To do ->
Copy each line from the listing below where the word "init" shows up.
####
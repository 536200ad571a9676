//! Static file server for the built dashboard.
//!
//! Serves the trunk output from `dist/` with a client-side-routing
//! fallback to `index.html`. Development convenience; production
//! deployments sit behind a real web server.

use std::fs;
use std::io::{BufRead, BufReader, Write};
use std::net::{TcpListener, TcpStream};
use std::path::{Path, PathBuf};

const BIND_ADDR: &str = "127.0.0.1:8080";
const DIST_DIR: &str = "dist";

fn main() {
    let listener = match TcpListener::bind(BIND_ADDR) {
        Ok(listener) => listener,
        Err(err) => {
            eprintln!("could not bind {BIND_ADDR}: {err}");
            return;
        }
    };

    println!("dashboard served at http://{BIND_ADDR} from {DIST_DIR}/");
    println!("press Ctrl+C to stop");

    for stream in listener.incoming() {
        match stream {
            Ok(stream) => serve(stream),
            Err(err) => eprintln!("connection error: {err}"),
        }
    }
}

fn serve(mut stream: TcpStream) {
    let request_line = match BufReader::new(&mut stream).lines().next() {
        Some(Ok(line)) => line,
        _ => return,
    };

    let raw_path = request_line.split_whitespace().nth(1).unwrap_or("/");
    let path = raw_path.split('?').next().unwrap_or("/");

    let (body, content_type, status) = load(path);
    let header = format!(
        "HTTP/1.1 {status}\r\nContent-Type: {content_type}\r\nContent-Length: {}\r\n\r\n",
        body.len()
    );
    if stream.write_all(header.as_bytes()).is_ok() {
        let _ = stream.write_all(&body);
    }
    let _ = stream.flush();
}

fn load(path: &str) -> (Vec<u8>, &'static str, &'static str) {
    let mut file = PathBuf::from(DIST_DIR);
    file.push(path.trim_start_matches('/'));

    // Unknown routes fall back to index.html so the client-side router can
    // resolve them.
    if path == "/" || !file.is_file() {
        file = PathBuf::from(DIST_DIR).join("index.html");
    }

    match fs::read(&file) {
        Ok(body) => (body, content_type_for(&file), "200 OK"),
        Err(_) => (
            b"<!DOCTYPE html><html><body><h1>dashboard build missing - run `trunk build` first</h1></body></html>"
                .to_vec(),
            "text/html; charset=utf-8",
            "404 NOT FOUND",
        ),
    }
}

fn content_type_for(path: &Path) -> &'static str {
    match path.extension().and_then(|ext| ext.to_str()) {
        Some("html") => "text/html; charset=utf-8",
        Some("css") => "text/css",
        Some("js") => "application/javascript",
        Some("wasm") => "application/wasm",
        Some("json") => "application/json",
        Some("png") => "image/png",
        Some("svg") => "image/svg+xml",
        _ => "application/octet-stream",
    }
}
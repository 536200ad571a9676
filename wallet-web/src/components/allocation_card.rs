//! Allocation summary card.

use leptos::prelude::*;
use shared::types::Allocation;

use crate::utils::format::{format_start_date, format_token_amount};

/// The beneficiary-facing allocation card. The claim button only renders
/// when a handler is supplied; the owner panel reuses the card read-only.
#[component]
pub fn AllocationCard(
    allocation: Allocation,
    #[prop(optional)] on_claim: Option<Callback<()>>,
) -> impl IntoView {
    view! {
        <div class="card allocation-card">
            <h3 class="card-title">"Your Allocation"</h3>
            <div class="card-rows">
                <div class="card-row">
                    <span class="card-label">"Total Allocated"</span>
                    <span>{format_token_amount(&allocation.total)}</span>
                </div>
                <div class="card-row">
                    <span class="card-label">"TGE Unlock"</span>
                    <span>{format_token_amount(&allocation.tge_unlock)}</span>
                </div>
                <div class="card-row">
                    <span class="card-label">"Cliff Period"</span>
                    <span>{format!("{} month(s)", allocation.cliff_months)}</span>
                </div>
                <div class="card-row">
                    <span class="card-label">"Vesting Period"</span>
                    <span>{format!("{} month(s)", allocation.vesting_months)}</span>
                </div>
                <div class="card-row">
                    <span class="card-label">"Claimed"</span>
                    <span>{format_token_amount(&allocation.claimed)}</span>
                </div>
                <div class="card-row">
                    <span class="card-label">"Start Date"</span>
                    <span>{format_start_date(allocation.start_timestamp)}</span>
                </div>
            </div>
            {on_claim.map(|claim| {
                view! {
                    <button class="btn btn-claim" on:click=move |_| claim.run(())>
                        "Claim Tokens"
                    </button>
                }
            })}
        </div>
    }
}
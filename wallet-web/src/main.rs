//! VestVault dashboard entry point.
//!
//! Compiled to WASM and mounted onto the host page. Everything else hangs
//! off the Leptos component tree rooted in [`app::App`].

use leptos::prelude::*;
use wasm_bindgen::prelude::*;

mod app;
mod components;
mod pages;
mod services;
mod state;
mod utils;

use app::App;

#[wasm_bindgen(start)]
pub fn main() {
    // Panic messages land in the browser console instead of vanishing.
    console_error_panic_hook::set_once();

    wasm_logger::init(wasm_logger::Config::default());
    log::info!("VestVault dashboard starting");

    leptos::mount::mount_to_body(|| view! { <App/> });
}
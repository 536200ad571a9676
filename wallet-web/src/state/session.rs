//! Reactive wallet session context.
//!
//! Wraps the [`shared::Session`] state machine in a single `RwSignal` owned
//! by the application root and injected into every consumer. No other
//! component holds provider, signer, or account state; earlier revisions
//! that duplicated connection logic per view kept drifting out of sync
//! after account switches.

use alloy_primitives::Address;
use leptos::prelude::*;
use shared::session::Session;
use wasm_bindgen::prelude::*;
use wasm_bindgen::JsCast;

use crate::services::transport::{self, ProviderError};

pub const WALLET_MISSING_NOTICE: &str = "No browser wallet detected. Please install MetaMask.";

/// Global session context. `Copy` so event handlers can capture it freely.
#[derive(Clone, Copy)]
pub struct SessionContext {
    state: RwSignal<Session>,
}

impl SessionContext {
    pub fn new() -> Self {
        Self { state: RwSignal::new(Session::new()) }
    }

    pub fn account(&self) -> Option<Address> {
        self.state.with(|session| session.active_account())
    }

    /// Untracked read for use inside async continuations, where the caller
    /// wants the current value without subscribing.
    pub fn account_untracked(&self) -> Option<Address> {
        self.state.with_untracked(|session| session.active_account())
    }

    pub fn accounts(&self) -> Vec<Address> {
        self.state.with(|session| session.accounts().to_vec())
    }

    pub fn chain_id(&self) -> Option<u64> {
        self.state.with(|session| session.chain_id())
    }

    pub fn is_connected(&self) -> bool {
        self.state.with(|session| session.is_connected())
    }

    pub fn connecting(&self) -> bool {
        self.state.with(|session| session.connecting)
    }

    pub fn last_error(&self) -> Option<String> {
        self.state.with(|session| session.last_error.clone())
    }

    /// Explicit connect: prompts the wallet for account access. Re-entrant
    /// calls while a prompt is open are no-ops.
    pub fn connect(&self) {
        if self.state.with_untracked(|session| session.connecting) {
            return;
        }
        let state = self.state;
        state.update(|session| {
            session.connecting = true;
            session.last_error = None;
        });
        leptos::task::spawn_local(async move {
            match establish(true).await {
                Ok((accounts, chain_id)) => {
                    state.update(|session| session.established(accounts, chain_id));
                }
                Err(ProviderError::Missing) => {
                    state.update(|session| session.fail(WALLET_MISSING_NOTICE));
                }
                Err(err) => state.update(|session| session.fail(err.to_string())),
            }
            state.update(|session| session.connecting = false);
        });
    }

    /// Startup path: silently pick up accounts the wallet already
    /// authorized (no prompt) and wire the wallet's push notifications for
    /// the lifetime of the application.
    pub fn init(&self) {
        let state = self.state;
        leptos::task::spawn_local(async move {
            match establish(false).await {
                Ok((accounts, chain_id)) => {
                    log::info!("silent reconnect found {} authorized account(s)", accounts.len());
                    state.update(|session| session.established(accounts, chain_id));
                }
                Err(ProviderError::Missing) => {
                    state.update(|session| session.fail(WALLET_MISSING_NOTICE));
                }
                Err(err) => state.update(|session| session.fail(err.to_string())),
            }
        });
        self.subscribe();
    }

    /// Register the wallet's push notifications. The closures are handed to
    /// the wallet for the rest of the page's life and intentionally leaked.
    fn subscribe(&self) {
        let state = self.state;

        let on_accounts = Closure::<dyn FnMut(JsValue)>::new(move |value: JsValue| {
            let accounts = transport::parse_accounts(value);
            log::info!("wallet pushed an account change: {} account(s)", accounts.len());
            state.update(|session| session.accounts_changed(accounts));
        });
        transport::on_accounts_changed(on_accounts.as_ref().unchecked_ref());
        on_accounts.forget();

        let on_chain = Closure::<dyn FnMut(JsValue)>::new(move |value: JsValue| {
            match value.as_string().as_deref().and_then(transport::parse_chain_hex) {
                Some(chain_id) => {
                    log::info!("wallet switched to chain {chain_id}");
                    state.update(|session| session.chain_changed(chain_id));
                }
                None => log::warn!("wallet pushed a malformed chain id"),
            }
        });
        transport::on_chain_changed(on_chain.as_ref().unchecked_ref());
        on_chain.forget();
    }

    /// Switch the active account; ignored unless the wallet reported the
    /// address in its account list.
    pub fn select_account(&self, address: Address) {
        self.state.update(|session| {
            session.select_account(address);
        });
    }

    /// Local reset only; the wallet keeps its authorization.
    pub fn disconnect(&self) {
        self.state.update(|session| session.disconnect());
    }
}

async fn establish(prompt: bool) -> Result<(Vec<Address>, u64), ProviderError> {
    let accounts = if prompt {
        transport::request_accounts().await?
    } else {
        transport::authorized_accounts().await?
    };
    let chain_id = transport::chain_id().await?;
    Ok((accounts, chain_id))
}

pub fn provide_session_context() -> SessionContext {
    let context = SessionContext::new();
    provide_context(context);
    context
}

pub fn use_session() -> SessionContext {
    expect_context::<SessionContext>()
}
####
Response area ->
    wasm_logger::init(wasm_logger::Config::default());
    pub fn init(&self) {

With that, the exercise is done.